The impacts of the Wisconsin election extend past the Badger State’s borders, contributing to the national interest in the election. Many other states have the same problems with public sector unions, and Walker’s success ensures that these insidious institutions are on the way out. More than that, it gives other governors across the nation the political aegis and encouragement to pursue the same fiscal repairs in their own states. 
The weariness of most Americans of the spectacle caused by those who don’t get their way transcends Wisconsin’s borders as well. There is an abiding sense in the nation that childish, anarchic, sometimes criminal actions of the likes of Occupy Wall Street and the Wisconsin Mobs have pressed the limits of public civil tolerance. 
From the juridical machinations that usurp the legislative branch by using courts to formulate and enact public policy, to union backed groups orchestrating successive recalls when they keep failing to get the desired result, to finally stretching the bounds of civil conduct with “occupy” degradation and riots when reality does not conform to their dogma, the left seems to habitually cross the line between healthy, vigorous opposition, and a denigration of the political process and rule of law that helped shape our society.
We see shades of this even in local politics – for instance, candidates who, following electoral loss at their county conventions, respond not with grace and dignity, but with embarrassing write-in campaigns tinged with conspiracy theories and finger pointing. Nothing illegal about that, or even wrong, in any metaphysical sense — but certainly not a tactic consistent with either a sense and spirit of civil conduct, nor of winning political strategies. A didactic enterprise (often very useful) is one thing; a vindictive, uncultured crusade is entirely another.
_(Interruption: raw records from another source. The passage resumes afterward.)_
impl<K: Copy + Eq + Hash> DynamicTree<K> {
    /// Create an empty tree with the default configuration
    pub fn new() -> Self {
        Self::with_config(TreeConfig::default())
    }

    /// Create an empty tree with a custom configuration
    pub fn with_config(config: TreeConfig) -> Self {
        Self {
            nodes: SlotMap::with_key(),
            root: None,
            leaves: HashMap::new(),
            config,
        }
    }

    pub fn config(&self) -> &TreeConfig {
        &self.config
    }

    /// Number of tracked objects
    pub fn len(&self) -> usize {
        self.leaves.len()
    }

    pub fn is_empty(&self) -> bool {
        self.leaves.is_empty()
    }

    /// Total node count, leaves and branches
    pub fn node_count(&self) -> usize {
        self.nodes.len()
    }

    /// Height of the root (0 for a single leaf or an empty tree)
    pub fn height(&self) -> u32 {
        self.root.map_or(0, |root| self.nodes[root].height)
    }

    pub fn contains(&self, item: K) -> bool {
        self.leaves.contains_key(&item)
    }

    /// The fattened box currently stored for `item`
    pub fn fat_aabb(&self, item: K) -> Option<Aabb> {
        self.leaves.get(&item).map(|&leaf| self.nodes[leaf].aabb)
    }

    /// Iterate over every tracked object (arbitrary order)
    pub fn items(&self) -> impl Iterator<Item = K> + '_ {
        self.leaves.keys().copied()
    }

    /// Drop every node
    pub fn clear(&mut self) {
        self.nodes.clear();
        self.leaves.clear();
        self.root = None;
    }

    /// Start tracking `item` with bounding box `aabb`
    ///
    /// Returns [`TreeError::DuplicateInsertion`] if `item` is already tracked;
    /// the tree is left unchanged in that case.
    pub fn insert(&mut self, item: K, aabb: Aabb) -> Result<(), TreeError> {
        if self.leaves.contains_key(&item) {
            return Err(TreeError::DuplicateInsertion);
        }

        let leaf = self.nodes.insert(Node {
            aabb: self.config.fatten(&aabb),
            parent: None,
            height: 0,
            kind: NodeKind::Leaf(item),
        });
        self.leaves.insert(item, leaf);
        self.insert_leaf(leaf);
        Ok(())
    }

    /// Stop tracking `item`
    pub fn remove(&mut self, item: K) -> Result<(), TreeError> {
        let leaf = self.leaves.remove(&item).ok_or(TreeError::NotFound)?;
        self.remove_leaf(leaf);
        self.nodes.remove(leaf);
        Ok(())
    }

    /// Move `item` to a new bounding box
    ///
    /// If `aabb` still fits inside the stored fat box nothing changes and
    /// `Ok(false)` is returned. Otherwise the leaf is re-inserted with a
    /// freshly fattened box and `Ok(true)` is returned.
    pub fn update(&mut self, item: K, aabb: Aabb) -> Result<bool, TreeError> {
        let leaf = *self.leaves.get(&item).ok_or(TreeError::NotFound)?;
        if self.nodes[leaf].aabb.contains(&aabb) {
            return Ok(false);
        }

        self.remove_leaf(leaf);
        self.nodes[leaf].aabb = self.config.fatten(&aabb);
        self.insert_leaf(leaf);
        Ok(true)
    }

    /// Lazily yield every object whose fat box overlaps `aabb`
    ///
    /// Calling `query` again restarts the traversal.
    pub fn query(&self, aabb: Aabb) -> Query<'_, K> {
        Query {
            tree: self,
            aabb,
            stack: self.root.into_iter().collect(),
            overlap_tests: 0,
        }
    }

    /// Lazily yield every unordered pair of objects whose fat boxes overlap
    ///
    /// Each pair appears once per traversal, in one of its two orders.
    pub fn query_pairs(&self) -> Pairs<'_, K> {
        Pairs {
            tree: self,
            stack: self.root.map(PairTask::Within).into_iter().collect(),
            overlap_tests: 0,
        }
    }

    /// Check every structural invariant of the tree
    ///
    /// - the root has no parent and every child points back at its parent
    /// - every branch box is the exact union of its children's boxes
    /// - every branch height is one more than its tallest child
    /// - every leaf is mapped from exactly one tracked object and every
    ///   node is reachable from the root
    pub fn validate(&self) -> Result<(), String> {
        let Some(root) = self.root else {
            if self.nodes.is_empty() && self.leaves.is_empty() {
                return Ok(());
            }
            return Err(format!(
                "empty tree still holds {} nodes and {} leaves",
                self.nodes.len(),
                self.leaves.len()
            ));
        };

        if self.nodes[root].parent.is_some() {
            return Err("root has a parent".to_string());
        }

        let mut reachable = 0;
        self.validate_node(root, &mut reachable)?;
        if reachable != self.nodes.len() {
            return Err(format!(
                "{} of {} nodes reachable from the root",
                reachable,
                self.nodes.len()
            ));
        }

        let mut leaf_count = 0;
        for (key, node) in &self.nodes {
            if let NodeKind::Leaf(item) = &node.kind {
                leaf_count += 1;
                if self.leaves.get(item) != Some(&key) {
                    return Err(format!("leaf {:?} is not mapped from its object", key));
                }
            }
        }
        if leaf_count != self.leaves.len() {
            return Err(format!(
                "{} leaves in the arena but {} tracked objects",
                leaf_count,
                self.leaves.len()
            ));
        }
        Ok(())
    }

    fn validate_node(&self, index: NodeKey, reachable: &mut usize) -> Result<u32, String> {
        let node = self
            .nodes
            .get(index)
            .ok_or_else(|| format!("dangling node {:?}", index))?;
        *reachable += 1;

        match node.kind {
            NodeKind::Leaf(_) => {
                if node.height != 0 {
                    return Err(format!("leaf {:?} has height {}", index, node.height));
                }
                Ok(0)
            }
            NodeKind::Branch(left, right) => {
                for child in [left, right] {
                    let parent = self.nodes.get(child).and_then(|c| c.parent);
                    if parent != Some(index) {
                        return Err(format!("child {:?} does not point back at {:?}", child, index));
                    }
                }
                let left_height = self.validate_node(left, reachable)?;
                let right_height = self.validate_node(right, reachable)?;

                if node.height != 1 + left_height.max(right_height) {
                    return Err(format!("branch {:?} has stale height {}", index, node.height));
                }
                let union = self.nodes[left].aabb.union(&self.nodes[right].aabb);
                if node.aabb != union {
                    return Err(format!("branch {:?} box is not the union of its children", index));
                }
                Ok(node.height)
            }
        }
    }

    fn insert_leaf(&mut self, leaf: NodeKey) {
        let Some(root) = self.root else {
            self.nodes[leaf].parent = None;
            self.root = Some(leaf);
            return;
        };

        let leaf_box = self.nodes[leaf].aabb;
        let sibling = self.pick_sibling(root, &leaf_box);
        let old_parent = self.nodes[sibling].parent;
        let branch_box = leaf_box.union(&self.nodes[sibling].aabb);
        let branch_height = self.nodes[sibling].height + 1;

        let branch = self.nodes.insert(Node {
            aabb: branch_box,
            parent: old_parent,
            height: branch_height,
            kind: NodeKind::Branch(sibling, leaf),
        });
        match old_parent {
            Some(parent) => self.replace_child(parent, sibling, branch),
            None => self.root = Some(branch),
        }
        self.nodes[sibling].parent = Some(branch);
        self.nodes[leaf].parent = Some(branch);

        self.refit(Some(branch));
    }

    /// Greedy descent: stop where making a new parent is cheaper than
    /// pushing the leaf into either child.
    fn pick_sibling(&self, root: NodeKey, leaf_box: &Aabb) -> NodeKey {
        let mut index = root;
        while let NodeKind::Branch(left, right) = self.nodes[index].kind {
            let area = self.nodes[index].aabb.area();
            let combined_area = self.nodes[index].aabb.union(leaf_box).area();

            let cost = 2.0 * combined_area;
            // Every ancestor below here grows by at least this much
            let inheritance = 2.0 * (combined_area - area);

            let cost_left = self.descend_cost(left, leaf_box) + inheritance;
            let cost_right = self.descend_cost(right, leaf_box) + inheritance;

            if cost < cost_left && cost < cost_right {
                break;
            }
            index = if cost_left < cost_right { left } else { right };
        }
        index
    }

    fn descend_cost(&self, child: NodeKey, leaf_box: &Aabb) -> f32 {
        let node = &self.nodes[child];
        let grown = node.aabb.union(leaf_box).area();
        match node.kind {
            NodeKind::Leaf(_) => grown,
            NodeKind::Branch(..) => grown - node.aabb.area(),
        }
    }

    /// Detach `leaf` from the hierarchy; the node itself stays in the arena
    fn remove_leaf(&mut self, leaf: NodeKey) {
        if self.root == Some(leaf) {
            self.root = None;
            return;
        }

        let Some(parent) = self.nodes[leaf].parent else {
            return;
        };
        let Some(sibling) = self.other_child(parent, leaf) else {
            return;
        };
        let grandparent = self.nodes[parent].parent;

        self.nodes.remove(parent);
        self.nodes[leaf].parent = None;
        self.nodes[sibling].parent = grandparent;

        match grandparent {
            Some(grandparent) => {
                self.replace_child(grandparent, parent, sibling);
                self.refit(Some(grandparent));
            }
            None => self.root = Some(sibling),
        }
    }

    fn other_child(&self, parent: NodeKey, child: NodeKey) -> Option<NodeKey> {
        match self.nodes[parent].kind {
            NodeKind::Branch(left, right) if left == child => Some(right),
            NodeKind::Branch(left, right) if right == child => Some(left),
            _ => None,
        }
    }

    fn replace_child(&mut self, parent: NodeKey, old: NodeKey, new: NodeKey) {
        if let NodeKind::Branch(left, right) = &mut self.nodes[parent].kind {
            if *left == old {
                *left = new;
            } else if *right == old {
                *right = new;
            }
        }
    }

    /// Walk up from `start`, rebalancing and refitting every ancestor
    fn refit(&mut self, start: Option<NodeKey>) {
        let mut index = start;
        while let Some(current) = index {
            let current = self.balance(current);
            self.recompute(current);
            index = self.nodes[current].parent;
        }
    }

    fn recompute(&mut self, index: NodeKey) {
        if let NodeKind::Branch(left, right) = self.nodes[index].kind {
            let (l, r) = (&self.nodes[left], &self.nodes[right]);
            let aabb = l.aabb.union(&r.aabb);
            let height = 1 + l.height.max(r.height);
            let node = &mut self.nodes[index];
            node.aabb = aabb;
            node.height = height;
        }
    }

    /// Rotate the taller child of `a` above it if the child heights differ
    /// by more than one. Returns the node now occupying `a`'s position.
    fn balance(&mut self, a: NodeKey) -> NodeKey {
        let NodeKind::Branch(b, c) = self.nodes[a].kind else {
            return a;
        };

        let diff = self.nodes[c].height as i64 - self.nodes[b].height as i64;
        if diff > 1 {
            self.rotate_up(a, c, b)
        } else if diff < -1 {
            self.rotate_up(a, b, c)
        } else {
            a
        }
    }

    /// Promote `up` (a child of `a`) into `a`'s place.
    ///
    /// `up` keeps its taller child; `a` keeps `stay` and adopts `up`'s
    /// shorter child.
    fn rotate_up(&mut self, a: NodeKey, up: NodeKey, stay: NodeKey) -> NodeKey {
        let NodeKind::Branch(f, g) = self.nodes[up].kind else {
            return a;
        };
        let (tall, short) = if self.nodes[f].height > self.nodes[g].height {
            (f, g)
        } else {
            (g, f)
        };

        let a_parent = self.nodes[a].parent;
        self.nodes[up].parent = a_parent;
        match a_parent {
            Some(parent) => self.replace_child(parent, a, up),
            None => self.root = Some(up),
        }

        self.nodes[a].kind = NodeKind::Branch(stay, short);
        self.nodes[a].parent = Some(up);
        self.nodes[short].parent = Some(a);
        self.recompute(a);

        self.nodes[up].kind = NodeKind::Branch(a, tall);
        self.recompute(up);
        up
    }
}
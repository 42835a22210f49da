//! Silica: headless 2D collision demo and its configuration
//!
//! The engine crates live under `crates/`; this package wires them to a
//! layered configuration and a fixed-step simulation loop.

pub mod config;
pub mod scene;
pub mod systems;
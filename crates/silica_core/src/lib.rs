//! Core types for the Silica engine
//!
//! This crate provides the entity model and per-frame collision checking:
//!
//! - [`Entity`] - A named transform holding at most one component per kind
//! - [`Component`] - Collision, render or behaviour data attached to an entity
//! - [`Scene`] - Container for entities with parent/child links
//! - [`EntityKey`] - Generational key to an entity in a scene
//! - [`SceneCollider`] - Broadphase, tag filtering, narrowphase and callback dispatch
//! - [`SceneTemplate`] - Loadable/saveable scene description

mod component;
mod entity;
mod scene;
mod collider;
mod template;

pub use component::{
    Behaviour, CallbackResult, CollisionCallback, CollisionComponent, CollisionEvent, Component,
    ComponentKind, ComponentKinds, RenderComponent, UpdateFn,
};
pub use entity::{Color, Entity};
pub use scene::{EntityKey, Scene, SceneId};
pub use collider::{ColliderError, CollisionStats, SceneCollider};
pub use template::{
    ColliderTemplate, EntityTemplate, SceneLoadError, SceneSaveError, SceneTemplate, ShapeTemplate,
    TagPalette,
};

// Re-export commonly used types for convenience
pub use silica_collision::{CollisionTag, DynamicTree, TreeConfig, TreeError};
pub use silica_math::{Aabb, Circle, Polygon, Rectangle, Shape, Transform2D, Vec2};
impl fmt::Display for ColliderError {
    fn fmt(&self, f: &mut fmt::Formatter<'_>) -> fmt::Result {
        match self {
            ColliderError::Tree { entity, source } => {
                write!(f, "Tree error for entity {:?}: {}", entity, source)
            }
            ColliderError::SceneMismatch { bound, given } => {
                write!(f, "Collider is bound to {} but was given {}", bound, given)
            }
        }
    }
}

impl std::error::Error for ColliderError {
    fn source(&self) -> Option<&(dyn std::error::Error + 'static)> {
        match self {
            ColliderError::Tree { source, .. } => Some(source),
            ColliderError::SceneMismatch { .. } => None,
        }
    }
}

/// Where a collision entity sits this frame
#[derive(Clone, Copy, Debug)]
struct Placed {
    tag: CollisionTag,
    world: Transform2D,
    bounds: Aabb,
}

/// Collision context for one scene
///
/// Owns the broadphase tree and the registered tag pairs. The tree holds
/// [`EntityKey`]s only; entities stay in the scene.
#[derive(Debug)]
pub struct SceneCollider {
    tree: DynamicTree<EntityKey>,
    pairs: TagPairs,
    scene: Option<SceneId>,
    last_stats: CollisionStats,
}

impl Default for SceneCollider {
    fn default() -> Self {
        Self::new(DynamicTree::new())
    }
}

impl SceneCollider {
    /// Create a collider around an existing tree
    pub fn new(tree: DynamicTree<EntityKey>) -> Self {
        Self {
            tree,
            pairs: TagPairs::new(),
            scene: None,
            last_stats: CollisionStats::default(),
        }
    }

    /// Create a collider with an empty tree using `config`
    pub fn with_config(config: TreeConfig) -> Self {
        Self::new(DynamicTree::with_config(config))
    }

    /// Bind to `scene`, dropping every proxy tracked for a previous scene
    pub fn set_scene(&mut self, scene: &Scene) {
        if self.scene != Some(scene.id()) {
            debug!("Collider bound to {}", scene.id());
        }
        self.scene = Some(scene.id());
        self.tree.clear();
        self.last_stats = CollisionStats::default();
    }

    /// Scene this collider is bound to, if any
    pub fn scene(&self) -> Option<SceneId> {
        self.scene
    }

    /// Enable collision checks between two tags
    ///
    /// Order does not matter. Returns false if the pair was already registered.
    pub fn register(&mut self, a: CollisionTag, b: CollisionTag) -> bool {
        self.pairs.register(a, b)
    }

    /// Disable collision checks between two tags
    pub fn unregister(&mut self, a: CollisionTag, b: CollisionTag) -> bool {
        self.pairs.unregister(a, b)
    }

    pub fn is_registered(&self, a: CollisionTag, b: CollisionTag) -> bool {
        self.pairs.is_registered(a, b)
    }

    /// The broadphase tree
    pub fn tree(&self) -> &DynamicTree<EntityKey> {
        &self.tree
    }

    /// Counters from the most recent successful check
    pub fn last_stats(&self) -> &CollisionStats {
        &self.last_stats
    }

    /// Run one frame of collision checking over `scene`
    ///
    /// Binds the collider to `scene` on first use. Callback errors and panics
    /// are logged and counted; they never stop dispatch of the remaining
    /// contacts.
    pub fn check_collisions(&mut self, scene: &mut Scene) -> Result<CollisionStats, ColliderError> {
        let bound = self.scene;
        match bound {
            None => self.set_scene(scene),
            Some(bound) if bound != scene.id() => {
                return Err(ColliderError::SceneMismatch {
                    bound,
                    given: scene.id(),
                });
            }
            Some(_) => {}
        }

        let mut stats = CollisionStats::default();
        let placed = self.sync(scene, &mut stats)?;

        let mut candidates = Vec::new();
        let mut walk = self.tree.query_pairs();
        for (a, b) in walk.by_ref() {
            stats.candidate_pairs += 1;
            let (Some(pa), Some(pb)) = (placed.get(a), placed.get(b)) else {
                continue;
            };
            if !self.pairs.is_registered(pa.tag, pb.tag) {
                stats.filtered_pairs += 1;
                continue;
            }
            candidates.push((a, b));
        }
        stats.overlap_tests = walk.overlap_tests();

        let mut contacts = Vec::new();
        for (a, b) in candidates {
            let (Some(ca), Some(cb)) = (
                scene.get(a).and_then(|e| e.collision()),
                scene.get(b).and_then(|e| e.collision()),
            ) else {
                continue;
            };
            stats.narrowphase_tests += 1;
            if ca.shape.intersects(&placed[a].world, &cb.shape, &placed[b].world) {
                contacts.push((a, b));
            }
        }
        stats.contacts = contacts.len();

        for (a, b) in contacts {
            dispatch(scene, a, b, &placed[b], &mut stats);
            dispatch(scene, b, a, &placed[a], &mut stats);
        }

        trace!(
            "Collision check: {} proxies, {} candidates ({} filtered), {} contacts, {} overlap tests",
            stats.proxies,
            stats.candidate_pairs,
            stats.filtered_pairs,
            stats.contacts,
            stats.overlap_tests
        );
        self.last_stats = stats;
        Ok(stats)
    }

    /// Bring the tree in line with the scene's collision entities
    fn sync(
        &mut self,
        scene: &mut Scene,
        stats: &mut CollisionStats,
    ) -> Result<SecondaryMap<EntityKey, Placed>, ColliderError> {
        // Components attached through `Entity::add_component` after the entity
        // entered the scene missed their attach hook
        let unowned: Vec<EntityKey> = scene
            .iter()
            .filter(|(key, entity)| entity.collision().is_some_and(|c| c.owner() != Some(*key)))
            .map(|(key, _)| key)
            .collect();
        for key in unowned {
            if let Some(collision) = scene.get_mut(key).and_then(|e| e.collision_mut()) {
                debug!("Collision component on {:?} attached outside the scene, running its init", key);
                collision.init(key);
            }
        }

        let mut placed = SecondaryMap::new();
        for (key, entity) in scene.iter() {
            let Some(collision) = entity.collision() else {
                continue;
            };
            let Some(world) = scene.world_transform(key) else {
                continue;
            };
            placed.insert(
                key,
                Placed {
                    tag: collision.tag,
                    world,
                    bounds: collision.bounding_box(&world),
                },
            );
        }

        let stale: Vec<EntityKey> = self.tree.items().filter(|key| !placed.contains_key(*key)).collect();
        for key in stale {
            self.tree
                .remove(key)
                .map_err(|source| ColliderError::Tree { entity: key, source })?;
            debug!("Removed collision proxy for {:?}", key);
            stats.removed += 1;
        }

        for (key, place) in &placed {
            if self.tree.contains(key) {
                let moved = self
                    .tree
                    .update(key, place.bounds)
                    .map_err(|source| ColliderError::Tree { entity: key, source })?;
                if moved {
                    stats.reinserted += 1;
                }
            } else {
                self.tree
                    .insert(key, place.bounds)
                    .map_err(|source| ColliderError::Tree { entity: key, source })?;
                debug!("Inserted collision proxy for {:?}", key);
                stats.inserted += 1;
            }
        }

        stats.proxies = self.tree.len();
        Ok(placed)
    }
}

/// Run `key`'s callback for a contact with `other`
///
/// The callback is taken out of its component for the call so it can borrow
/// the entity mutably. A panic inside it is caught and counted like a
/// returned error, and the callback goes back on its component either way.
fn dispatch(scene: &mut Scene, key: EntityKey, other: EntityKey, other_place: &Placed, stats: &mut CollisionStats) {
    let Some(entity) = scene.get_mut(key) else {
        return;
    };
    let Some(mut callback) = entity.collision_mut().and_then(|c| c.take_callback()) else {
        return;
    };

    let event = CollisionEvent {
        other,
        other_tag: other_place.tag,
        other_bounds: other_place.bounds,
    };
    stats.callbacks += 1;
    match catch_unwind(AssertUnwindSafe(|| callback(entity, &event))) {
        Ok(Ok(())) => {}
        Ok(Err(e)) => {
            stats.callback_failures += 1;
            warn!("Collision callback for {:?} (against {:?}) failed: {}", key, other, e);
        }
        Err(payload) => {
            stats.callback_failures += 1;
            warn!(
                "Collision callback for {:?} (against {:?}) panicked: {}",
                key,
                other,
                panic_message(payload.as_ref())
            );
        }
    }

    if let Some(collision) = entity.collision_mut() {
        collision.restore_callback(callback);
    }
}

fn panic_message(payload: &(dyn Any + Send)) -> &str {
    if let Some(message) = payload.downcast_ref::<&str>() {
        message
    } else if let Some(message) = payload.downcast_ref::<String>() {
        message
    } else {
        "non-string panic payload"
    }
}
It is heartening that the American public remains as unconvinced by liberal attempts to supplant reality with utopian fantasies, as they are by seeing Occupy Wall Street, union hacks, and disgruntled fringe candidates making embarrassing spectacles of themselves, and maligning our political process at the same time. They responded in Wisconsin by re-electing Scott Walker in a landslide, and will respond in the coming months by electing responsible candidates across the board, from Rose Pugliese for Mesa County Commissioner, to Mitt Romney for President.